Pauline, Petrova or Posy? Or, instead, which Fossil sister did you hope to be when you read Noel Streatfeild’s Ballet Shoes? It must be Posy. The next and last adopted Fossil arrives in a basket with a note –‘This is the little daughter of a dancer’ — and tiny slippers. For any girl who has ever envisioned taking the stage at pointe shoes, the Freed factory in Hackney is a dream of lace.
Frederick Freed was a shoeman and showman. Ninety decades ago, Mr Freed was the star-maker in Gamba, which only made shoes at 1 width. Subsequently Mr Freed had the notion of adapting the shoe into the dancer, instead of the dancer cramming to the shoe. Mrs Freed was a milliner. Fred did the architecture, Dora the trimmings. Their first mill was in Covent Garden. From the 1960s Freed moved to E9 and here it’s been ever since. Today, it makes 333,000 pairs of pointe shoes a year.
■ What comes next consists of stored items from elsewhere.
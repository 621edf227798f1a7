//! The frustum visibility test: six planes extracted from a view-projection
//! matrix, each shifted outward by a chunk's bounding-sphere radius so a
//! whole chunk can be culled against a single point (its origin-relative
//! anchor) rather than testing all eight corners.

use glam::{Mat4, Vec3};

#[derive(Debug, Clone, Copy)]
struct Plane {
    normal: Vec3,
    distance: f32,
}

impl Plane {
    fn signed_distance(&self, point: Vec3) -> f32 {
        self.normal.dot(point) + self.distance
    }
}

/// Six planes extracted from a view-projection matrix (row4 ± rowK),
/// normalized so `signed_distance` is in world units.
#[derive(Debug, Clone)]
pub struct Frustum {
    planes: [Plane; 6],
}

impl Frustum {
    pub fn from_view_projection(view_proj: Mat4) -> Self {
        let rows = [view_proj.row(0), view_proj.row(1), view_proj.row(2), view_proj.row(3)];
        let raw = [
            rows[3] + rows[0], // left
            rows[3] - rows[0], // right
            rows[3] + rows[1], // bottom
            rows[3] - rows[1], // top
            rows[3] + rows[2], // near
            rows[3] - rows[2], // far
        ];

        let planes = raw.map(|row| {
            let normal = Vec3::new(row.x, row.y, row.z);
            let length = normal.length();
            Plane { normal: normal / length, distance: row.w / length }
        });

        Self { planes }
    }

    /// The radius (world units) of a chunk's bounding sphere: half its
    /// cubic diagonal, `sqrt(3) * edge * block_len / 2`.
    pub fn chunk_bounding_radius(edge: i32, block_len: f32) -> f32 {
        3f32.sqrt() * edge as f32 * block_len / 2.0
    }

    /// True iff the sphere centered at `center` with radius `radius`
    /// intersects or lies inside every plane: `dot(c, n) + d >= -radius` for
    /// all six planes. `center` is the chunk's origin-relative anchor, i.e.
    /// its bounding sphere's world-space center relative to the
    /// render-origin chunk.
    pub fn chunk_visible(&self, center: Vec3, radius: f32) -> bool {
        self.planes.iter().all(|p| p.signed_distance(center) >= -radius)
    }
}

#[cfg(test)]
mod tests {
    use super::*;
    use glam::Vec3;

    fn perspective(aspect: f32) -> Mat4 {
        Mat4::perspective_rh(std::f32::consts::FRAC_PI_2, aspect, 0.1, 1000.0)
    }

    #[test]
    fn chunk_directly_ahead_is_visible() {
        let frustum = Frustum::from_view_projection(perspective(16.0 / 9.0));
        let radius = Frustum::chunk_bounding_radius(32, 0.5);
        assert!(frustum.chunk_visible(Vec3::new(0.0, 0.0, -20.0), radius));
    }

    #[test]
    fn chunk_far_behind_camera_is_culled() {
        let frustum = Frustum::from_view_projection(perspective(16.0 / 9.0));
        let radius = Frustum::chunk_bounding_radius(32, 0.5);
        assert!(!frustum.chunk_visible(Vec3::new(0.0, 0.0, 500.0), radius));
    }

    #[test]
    fn chunk_far_off_to_the_side_is_culled() {
        let frustum = Frustum::from_view_projection(perspective(16.0 / 9.0));
        let radius = Frustum::chunk_bounding_radius(32, 0.5);
        assert!(!frustum.chunk_visible(Vec3::new(5000.0, 0.0, -20.0), radius));
    }

    #[test]
    fn chunk_straddling_a_plane_within_its_radius_is_kept() {
        let frustum = Frustum::from_view_projection(perspective(16.0 / 9.0));
        let radius = Frustum::chunk_bounding_radius(32, 0.5);
        // Near plane sits at z = -0.1; a chunk centered just behind the
        // camera but whose bounding sphere still crosses into view must not
        // be culled outright.
        assert!(frustum.chunk_visible(Vec3::new(0.0, 0.0, 0.0), radius));
    }
}
//! Per-face quad emission with baked sunlight and ambient occlusion.

use bytemuck::{Pod, Zeroable};

use crate::arrays::BlockBox;
use crate::block::{BlockRegistry, BlockType};
use crate::chunk::{BlockLight, Chunk};
use crate::container::ChunkContainer;
use crate::index::{BlockIndex, Direction};

/// The 8-byte packed vertex the GPU consumes directly: relative position
/// (6 bits/axis), quad index (2 bits), texture ID (12 bits) in the first
/// word; sunlight (4 bits) and ambient occlusion (3 bits) in the second.
#[repr(C)]
#[derive(Debug, Clone, Copy, PartialEq, Eq, Pod, Zeroable)]
pub struct PackedVertex {
    pub vertex_data: u32,
    pub lighting_data: u32,
}

impl PackedVertex {
    pub fn new(placement: BlockIndex, quad_index: u32, texture: u16, sunlight: u32, ao: u32) -> Self {
        let vertex_data = (placement.i as u32) | ((placement.j as u32) << 6) | ((placement.k as u32) << 12) | (quad_index << 18) | ((texture as u32 & 0xFFF) << 20);
        let lighting_data = (sunlight << 16) | (ao << 20);
        Self { vertex_data, lighting_data }
    }
}

/// The renderable portion of a single voxel: which faces are visible and
/// where its quads start in the vertex buffer. Retained only for
/// transparent draw commands, which must be re-sorted every frame.
#[derive(Debug, Clone, Copy)]
pub struct Voxel {
    pub index: BlockIndex,
    pub enabled_faces: [bool; 6],
    pub base_vertex: u32,
}

impl Voxel {
    pub fn face_enabled(&self, d: Direction) -> bool {
        self.enabled_faces[face_slot(d)]
    }
}

fn face_slot(d: Direction) -> usize {
    Direction::ALL.iter().position(|x| *x == d).unwrap()
}

/// A chunk's meshed output: one contiguous vertex/index buffer plus, for
/// draw commands that need per-frame resorting, the voxel list that backs
/// the sort in the `sort` module.
#[derive(Debug, Clone, Default)]
pub struct MeshedDraw {
    pub vertices: Vec<PackedVertex>,
    pub indices: Vec<u32>,
    pub voxels: Vec<Voxel>,
}

impl MeshedDraw {
    fn add_quad(&mut self, block_index: BlockIndex, face: Direction, texture: u16, sunlight: [u32; 4], ao: [u32; 4]) {
        const STANDARD: [usize; 4] = [0, 1, 2, 3];
        const REVERSED: [usize; 4] = [1, 3, 0, 2];
        let total = |i: usize| sunlight[i] as i32 + ao[i] as i32;
        let standard_seam = (total(2) - total(1)).abs();
        let reversed_seam = (total(3) - total(0)).abs();
        let order = if standard_seam > reversed_seam { &REVERSED } else { &STANDARD };

        let base = self.vertices.len() as u32;
        for &quad_index in order {
            let placement = offset(block_index, face, quad_index);
            self.vertices.push(PackedVertex::new(placement, quad_index as u32, texture, sunlight[quad_index], ao[quad_index]));
        }
        add_quad_indices(&mut self.indices, base);
    }

    fn add_voxel(&mut self, block_index: BlockIndex, enabled_faces: [bool; 6], base_vertex: u32) {
        self.voxels.push(Voxel { index: block_index, enabled_faces, base_vertex });
    }
}

fn add_quad_indices(indices: &mut Vec<u32>, base: u32) {
    indices.extend_from_slice(&[base, base + 1, base + 2, base + 1, base + 3, base + 2]);
}

/// The four corner offsets of a face's quad, in emission order 0..3.
fn offset(block_index: BlockIndex, face: Direction, quad_index: usize) -> BlockIndex {
    const TABLE: [[(i32, i32, i32); 4]; 6] = [
        [(0, 1, 0), (0, 0, 0), (0, 1, 1), (0, 0, 1)], // West
        [(1, 0, 0), (1, 1, 0), (1, 0, 1), (1, 1, 1)], // East
        [(0, 0, 0), (1, 0, 0), (0, 0, 1), (1, 0, 1)], // South
        [(1, 1, 0), (0, 1, 0), (1, 1, 1), (0, 1, 1)], // North
        [(0, 1, 0), (1, 1, 0), (0, 0, 0), (1, 0, 0)], // Bottom
        [(0, 0, 1), (1, 0, 1), (0, 1, 1), (1, 1, 1)], // Top
    ];
    let (di, dj, dk) = TABLE[face as usize][quad_index];
    BlockIndex::new(block_index.i + di, block_index.j + dj, block_index.k + dk)
}

fn component(axis: usize, t: (i32, i32, i32)) -> i32 {
    match axis {
        0 => t.0,
        1 => t.1,
        _ => t.2,
    }
}

fn cycle(axis: usize) -> usize {
    (axis + 1) % 3
}

fn direction_for_axis(axis: usize, positive: bool) -> Direction {
    match (axis, positive) {
        (0, true) => Direction::East,
        (0, false) => Direction::West,
        (1, true) => Direction::North,
        (1, false) => Direction::South,
        (2, true) => Direction::Top,
        _ => Direction::Bottom,
    }
}

/// Meshes a whole chunk into its opaque and transparent draw outputs; an
/// entirely-air chunk returns two empty draws.
pub fn mesh_chunk(container: &ChunkContainer, chunk: &Chunk, registry: &BlockRegistry) -> (MeshedDraw, MeshedDraw) {
    let mut opaque = MeshedDraw::default();
    let mut transparent = MeshedDraw::default();
    if chunk.is_empty() {
        return (opaque, transparent);
    }

    let edge = chunk.edge();
    let halo_box = [BlockBox::new((-1, -1, -1), (edge + 1, edge + 1, edge + 1))];
    let (composition, _) = container.retrieve_type_data(chunk, &halo_box);
    let (lighting, _) = container.retrieve_lighting_data(chunk, &halo_box, chunk.max_sunlight());

    let get_comp = |i: i32, j: i32, k: i32| -> BlockType { composition.get(BlockIndex::new(i + 1, j + 1, k + 1)) };
    let get_light = |i: i32, j: i32, k: i32| -> BlockLight { lighting.get(BlockIndex::new(i + 1, j + 1, k + 1)) };

    for i in 0..edge {
        for j in 0..edge {
            for k in 0..edge {
                let block_index = BlockIndex::new(i, j, k);
                let block_type = get_comp(i, j, k);
                if block_type.is_air() {
                    continue;
                }
                let transparent_block = registry.is_transparent(block_type);
                let mut enabled_faces = [false; 6];
                let mut any_face = false;
                let draw = if transparent_block { &mut transparent } else { &mut opaque };
                let base_vertex_for_voxel = draw.vertices.len() as u32;

                for face in Direction::ALL {
                    let o = face.offset();
                    let (ci, cj, ck) = (i + o.x, j + o.y, k + o.z);
                    let neighbor = get_comp(ci, cj, ck);
                    let neighbor_transparent = registry.is_transparent(neighbor);
                    if neighbor == block_type || (!transparent_block && !neighbor_transparent) {
                        continue;
                    }

                    enabled_faces[face_slot(face)] = true;
                    any_face = true;

                    let mut sunlight = [0u32; 4];
                    for quad_index in 0..4 {
                        let v = offset(block_index, face, quad_index);
                        let mut total = 0u32;
                        let mut count = 0u32;
                        for di in -1..=0 {
                            for dj in -1..=0 {
                                for dk in -1..=0 {
                                    let (li, lj, lk) = (v.i + di, v.j + dj, v.k + dk);
                                    if registry.is_transparent(get_comp(li, lj, lk)) {
                                        total += get_light(li, lj, lk) as u32;
                                        count += 1;
                                    }
                                }
                            }
                        }
                        sunlight[quad_index] = total / count.max(1);
                    }

                    let mut ao = [0u32; 4];
                    if !transparent_block {
                        let u = face.axis();
                        let v_axis = cycle(u);
                        let w_axis = cycle(v_axis);
                        for quad_index in 0..4 {
                            let corner = offset(block_index, face, quad_index);
                            let corner_tuple = (corner.i - block_index.i - o.x, corner.j - block_index.j - o.y, corner.k - block_index.k - o.z);
                            let edge_a_dir = direction_for_axis(v_axis, component(v_axis, corner_tuple) != 0);
                            let edge_b_dir = direction_for_axis(w_axis, component(w_axis, corner_tuple) != 0);

                            let a_off = edge_a_dir.offset();
                            let b_off = edge_b_dir.offset();
                            let edge_a = (ci + a_off.x, cj + a_off.y, ck + a_off.z);
                            let edge_b = (ci + b_off.x, cj + b_off.y, ck + b_off.z);
                            let corner_cell = (ci + a_off.x + b_off.x, cj + a_off.y + b_off.y, ck + a_off.z + b_off.z);

                            let a_opaque = !registry.is_transparent(get_comp(edge_a.0, edge_a.1, edge_a.2));
                            let b_opaque = !registry.is_transparent(get_comp(edge_b.0, edge_b.1, edge_b.2));
                            let corner_opaque = !registry.is_transparent(get_comp(corner_cell.0, corner_cell.1, corner_cell.2));

                            ao[quad_index] = if a_opaque && b_opaque {
                                3
                            } else {
                                a_opaque as u32 + b_opaque as u32 + corner_opaque as u32
                            };
                        }
                    }

                    let texture = registry.properties(block_type).textures.for_direction(face);
                    draw.add_quad(block_index, face, texture, sunlight, ao);
                }

                if any_face {
                    draw.add_voxel(block_index, enabled_faces, base_vertex_for_voxel);
                }
            }
        }
    }

    (opaque, transparent)
}

#[cfg(test)]
mod tests {
    use super::*;
    use crate::arrays::BlockArrayBox;
    use crate::block::{BlockProperties, FaceTextures};
    use std::sync::Arc;

    fn stone_registry() -> (BlockRegistry, BlockType) {
        let mut r = BlockRegistry::new();
        let stone = r.register(BlockProperties {
            transparent: false,
            collidable: true,
            textures: FaceTextures::Uniform(1),
        });
        (r, stone)
    }

    #[test]
    fn fully_air_chunk_meshes_to_nothing() {
        let edge = 4;
        let (registry, _) = stone_registry();
        let container = ChunkContainer::new(edge);
        let idx = crate::index::GlobalIndex::new(0, 0, 0);
        let chunk = Chunk::new_empty(idx, edge, 15);
        let (opaque, transparent) = mesh_chunk(&container, &chunk, &registry);
        assert!(opaque.vertices.is_empty());
        assert!(transparent.vertices.is_empty());
    }

    #[test]
    fn single_floating_block_emits_all_six_faces() {
        let edge = 4;
        let (registry, stone) = stone_registry();
        let container = ChunkContainer::new(edge);
        let idx = crate::index::GlobalIndex::new(0, 0, 0);

        let mut composition = BlockArrayBox::unallocated(edge, BlockType::AIR);
        composition.set(BlockIndex::new(1, 1, 1), stone);
        let mut chunk = Chunk::new_empty(idx, edge, 15);
        chunk.set_composition(composition, &registry);
        container.insert(idx, Arc::new(parking_lot::RwLock::new(Chunk::new_empty(idx, edge, 15))));

        let (opaque, transparent) = mesh_chunk(&container, &chunk, &registry);
        assert!(transparent.vertices.is_empty());
        assert_eq!(opaque.vertices.len(), 6 * 4);
        assert_eq!(opaque.indices.len(), 6 * 6);
        assert_eq!(opaque.voxels.len(), 1);
        assert!(opaque.voxels[0].enabled_faces.iter().all(|&b| b));
    }

    #[test]
    fn adjacent_identical_blocks_share_no_face() {
        let edge = 4;
        let (registry, stone) = stone_registry();
        let container = ChunkContainer::new(edge);
        let idx = crate::index::GlobalIndex::new(0, 0, 0);

        let mut composition = BlockArrayBox::unallocated(edge, BlockType::AIR);
        composition.set(BlockIndex::new(1, 1, 1), stone);
        composition.set(BlockIndex::new(2, 1, 1), stone);
        let mut chunk = Chunk::new_empty(idx, edge, 15);
        chunk.set_composition(composition, &registry);
        container.insert(idx, Arc::new(parking_lot::RwLock::new(Chunk::new_empty(idx, edge, 15))));

        let (opaque, _) = mesh_chunk(&container, &chunk, &registry);
        // Each block loses exactly the face touching its identical neighbour.
        assert_eq!(opaque.voxels.len(), 2);
        for voxel in &opaque.voxels {
            let enabled_count = voxel.enabled_faces.iter().filter(|&&b| b).count();
            assert_eq!(enabled_count, 5);
        }
    }
}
Freed pink is exceptional. When the Freeds began in 1929, ballet shoes were very white (Russian) or very pink (American). Freed created something in between: a warm, soft pink that will shine under stage lights. The excellent choreographer George Balanchine advised Mr Freed he would always buy Freed sneakers on one condition: never change the color. The pink is as pearly as ever, but Freed, advised by Ballet Black, today makes shoes in different skin colors.
Each set is created by hand. The workshop scents delicious: lace, leather, hessian and something tangy…’secret recipe’ glue. Over 17 people work on a single pair of pointes, each an expert in their specific skill: cutting, hammering, pleating, binding, pinning, sewing, cleaning and checking, checking, checking that each and every stitch, every bow, each sole, each toe is ideal.
What takes me by surprise is the way man the store floor is. Big burly blokes violently bashing and beating to produce infinitely exact sneakers. Photographs of Moira Shearer and Margot Fonteyn are outnumbered by Liverpool FC posters. ‘What hurts?’ I request one of those shoe-binders. Not every apprentice can bear the physical strain. 1 manufacturer, responsible for angling and pointing, leans his entire weight on the shoe, battering the toe against the bench until the shoe racks en pointe. If the toe teeters or wobbles then the shoe receives another blow, and yet another, until it’s sound. Manufacturers work on 31 pairs a day, 35 if they get a rhythm up. Tabletops are littered with dockets: shoes for Japan, New York, Paris.
Dancers are superstitious about shoes. Like the tennis player that favours a winning racquet, dancers come to Freed with fraying, greying, falling-apart shoes and say they wore this set for Swan River, and also could Freed make another exactly like it? Royal Ballet principals Lauren Cuthbertson, Yasmine Naghdi and Laura Morera are all Freed girls. The day I see there is a rush on to finish sneakers for’Miss Morera’. Freed is scrupulously courtly: Miss Ferri, Miss Nuñez, Mr Freed. Was there ever a more joyful name for a firm? Freed from pain, freed from blisters, freed to dancing like a dream.